**Description of the task**: Your answer should consist of the lines holding "await", copied from the material below.

Given records section start

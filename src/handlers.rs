// src/handlers.rs
use crate::catalog::{FALLBACK_AUTH_HEADER, MODELS, PROVIDER_CONFIGS, provider_config};
use crate::errors::ApiError;
use crate::models::*;
use crate::providers::ImageProvider;
use crate::validation::{
    is_allowed_image_url, validate_dimensions, validate_prompt, validate_scale, validate_steps,
};
use crate::{AppState, catalog};
use actix_web::{HttpRequest, HttpResponse, web};
use log::{error, info, warn};
use serde::de::DeserializeOwned;
use serde_json::error::Category;
use serde_json::json;
use std::sync::Arc;
use std::time::Instant;

/// Requests without a `provider` field predate multi-provider support.
pub const DEFAULT_PROVIDER: &str = "gitee";
pub const DEFAULT_DIMENSION: f64 = 1024.0;
pub const DEFAULT_STEPS: f64 = 9.0;
pub const DEFAULT_SCALE: f64 = 4.0;
pub const LEGACY_HF_MODEL: &str = "z-image";
pub const UPSCALE_MODEL: &str = "RealESRGAN_x4plus";

/// Syntax errors are `InvalidJson`; well-formed JSON of the wrong shape is a
/// validation error naming the mismatch.
pub(crate) fn parse_body<T: DeserializeOwned>(body: &[u8]) -> Result<T, ApiError> {
    serde_json::from_slice(body).map_err(|e| match e.classify() {
        Category::Data => ApiError::Validation(e.to_string()),
        _ => ApiError::InvalidJson,
    })
}

pub(crate) fn header_value(req: &HttpRequest, name: &str) -> Option<String> {
    req.headers()
        .get(name)
        .and_then(|v| v.to_str().ok())
        .map(str::trim)
        .filter(|v| !v.is_empty())
        .map(str::to_string)
}

/// Reads the provider's credential header, failing when the provider needs one.
fn resolve_auth(
    req: &HttpRequest,
    provider: &dyn ImageProvider,
) -> Result<Option<String>, ApiError> {
    let (header, requires_auth, name) = match provider_config(provider.id()) {
        Some(config) => (config.auth_header, config.requires_auth, config.name),
        None => (FALLBACK_AUTH_HEADER, false, provider.name()),
    };
    let token = header_value(req, header);
    if requires_auth && token.is_none() {
        return Err(ApiError::MissingAuth {
            header: header.to_string(),
            provider: name.to_string(),
        });
    }
    Ok(token)
}

pub(crate) fn to_dimension(value: f64) -> u32 {
    value as u32
}

/// Invokes an adapter; any failure it reports is a downstream failure, and a
/// result without image data is never passed on as success.
pub(crate) async fn run_provider(
    provider: Arc<dyn ImageProvider>,
    request: ProviderGenerateRequest,
) -> Result<GenerateSuccessResponse, ApiError> {
    let start = Instant::now();
    match provider.generate(request).await {
        Ok(result) if result.has_image() => {
            info!(
                "{} generated image in {}ms",
                provider.id(),
                start.elapsed().as_millis()
            );
            Ok(result)
        }
        Ok(_) => {
            error!("{} Error: response contained no image", provider.id());
            Err(ApiError::Provider(format!(
                "No image returned from {}",
                provider.name()
            )))
        }
        Err(err) => {
            error!("{} Error: {}", provider.id(), err);
            Err(match err {
                ApiError::Provider(_) | ApiError::Transport(_) => err,
                other => ApiError::Provider(other.to_string()),
            })
        }
    }
}

pub async fn health_check() -> HttpResponse {
    HttpResponse::Ok().json(json!({ "message": "Z-Image API is running" }))
}

pub async fn generate(
    req: HttpRequest,
    body: web::Bytes,
    data: web::Data<AppState>,
) -> Result<HttpResponse, ApiError> {
    let body: GenerateRequest = parse_body(&body)?;

    let provider_id = body
        .provider
        .as_deref()
        .map(str::trim)
        .filter(|p| !p.is_empty())
        .unwrap_or(DEFAULT_PROVIDER);
    if !data.registry.has(provider_id) {
        return Err(ApiError::InvalidProvider(provider_id.to_string()));
    }
    let provider = data.registry.get(provider_id)?;
    let auth_token = resolve_auth(&req, provider.as_ref())?;

    validate_prompt(body.prompt.as_deref()).into_result()?;

    let width = body.width.unwrap_or(DEFAULT_DIMENSION);
    let height = body.height.unwrap_or(DEFAULT_DIMENSION);
    validate_dimensions(width, height).into_result()?;

    let steps = body.steps();
    validate_steps(steps).into_result()?;

    let request = ProviderGenerateRequest {
        model: body.model.clone(),
        prompt: body.prompt.clone().unwrap_or_default(),
        negative_prompt: body.negative_prompt(),
        width: to_dimension(width),
        height: to_dimension(height),
        steps: Some(steps as u32),
        seed: body.seed,
        guidance_scale: body.guidance_scale,
        auth_token,
    };

    let result = run_provider(provider, request).await?;
    Ok(HttpResponse::Ok().json(result))
}

/// Older clients call this path directly; it always targets HuggingFace.
pub async fn generate_hf(
    req: HttpRequest,
    body: web::Bytes,
    data: web::Data<AppState>,
) -> Result<HttpResponse, ApiError> {
    let body: LegacyGenerateRequest = parse_body(&body)?;

    validate_prompt(body.prompt.as_deref()).into_result()?;

    let hf_token = header_value(&req, "X-HF-Token");
    let width = body.width.unwrap_or(DEFAULT_DIMENSION);
    let height = body.height.unwrap_or(DEFAULT_DIMENSION);
    validate_dimensions(width, height).into_result()?;

    let provider = data.registry.get(ProviderType::HuggingFace.as_str())?;
    let request = ProviderGenerateRequest {
        model: Some(
            body.model
                .filter(|m| !m.trim().is_empty())
                .unwrap_or_else(|| LEGACY_HF_MODEL.to_string()),
        ),
        prompt: body.prompt.unwrap_or_default(),
        width: to_dimension(width),
        height: to_dimension(height),
        seed: body.seed,
        auth_token: hf_token,
        ..Default::default()
    };

    let result = run_provider(provider, request).await?;
    Ok(HttpResponse::Ok().json(result))
}

pub async fn upscale(
    req: HttpRequest,
    body: web::Bytes,
    data: web::Data<AppState>,
) -> Result<HttpResponse, ApiError> {
    let body: UpscaleRequest = parse_body(&body)?;

    let url = body
        .url
        .filter(|u| !u.trim().is_empty())
        .ok_or_else(|| ApiError::Validation("url is required".to_string()))?;

    if !is_allowed_image_url(&url) {
        warn!("Rejected upscale source {}", url);
        return Err(ApiError::UrlNotAllowed);
    }

    let hf_token = header_value(&req, "X-HF-Token");
    let scale = body.scale.unwrap_or(DEFAULT_SCALE);
    validate_scale(scale).into_result()?;

    let payload = json!([
        { "path": url, "meta": { "_type": "gradio.FileData" } },
        UPSCALE_MODEL,
        0.5,
        false,
        scale,
    ]);

    let output = data
        .gradio
        .call(
            &data.upscaler_url,
            catalog::HF_UPSCALER_ENDPOINT,
            payload,
            hf_token.as_deref(),
        )
        .await
        .inspect_err(|err| error!("upscale Error: {}", err))?;

    let image_url = output
        .get(0)
        .and_then(|first| first.get("url"))
        .and_then(|u| u.as_str())
        .filter(|u| !u.is_empty())
        .ok_or_else(|| {
            error!("upscale Error: no image in {}", output);
            ApiError::Provider("No image returned".to_string())
        })?;

    Ok(HttpResponse::Ok().json(UpscaleResponse {
        url: image_url.to_string(),
    }))
}

pub async fn list_models() -> HttpResponse {
    HttpResponse::Ok().json(json!({ "models": MODELS }))
}

pub async fn list_providers(data: web::Data<AppState>) -> HttpResponse {
    let providers: Vec<&ProviderConfig> = PROVIDER_CONFIGS
        .iter()
        .filter(|c| data.registry.has(c.id.as_str()))
        .collect();
    HttpResponse::Ok().json(json!({ "providers": providers }))
}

Given records section end

**Your response**:
    match provider.generate(request).await {
    let result = run_provider(provider, request).await?;
    let result = run_provider(provider, request).await?;
        .await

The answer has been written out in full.